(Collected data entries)
• • • • •

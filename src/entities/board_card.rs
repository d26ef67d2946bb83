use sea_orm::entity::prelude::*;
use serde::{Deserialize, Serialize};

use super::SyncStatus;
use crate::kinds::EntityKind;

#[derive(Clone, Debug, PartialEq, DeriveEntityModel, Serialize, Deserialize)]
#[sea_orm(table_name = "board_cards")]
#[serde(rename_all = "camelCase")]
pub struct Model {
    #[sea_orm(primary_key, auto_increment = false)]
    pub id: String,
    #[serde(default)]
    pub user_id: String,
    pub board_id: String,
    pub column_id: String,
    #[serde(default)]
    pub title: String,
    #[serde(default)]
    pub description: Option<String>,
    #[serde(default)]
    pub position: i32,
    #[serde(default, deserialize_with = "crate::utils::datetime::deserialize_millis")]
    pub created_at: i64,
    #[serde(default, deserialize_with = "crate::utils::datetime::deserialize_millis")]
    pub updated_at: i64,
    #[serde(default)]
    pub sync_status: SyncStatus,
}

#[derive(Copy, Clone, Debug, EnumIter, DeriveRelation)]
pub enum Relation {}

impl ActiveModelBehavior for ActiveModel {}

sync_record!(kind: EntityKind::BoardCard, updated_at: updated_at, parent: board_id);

• • • • •

- Work to be completed:
Every line above in which the word "EntityKind" occurs is to be copied.

- Exercise solution:
use crate::kinds::EntityKind;
sync_record!(kind: EntityKind::BoardCard, updated_at: updated_at, parent: board_id);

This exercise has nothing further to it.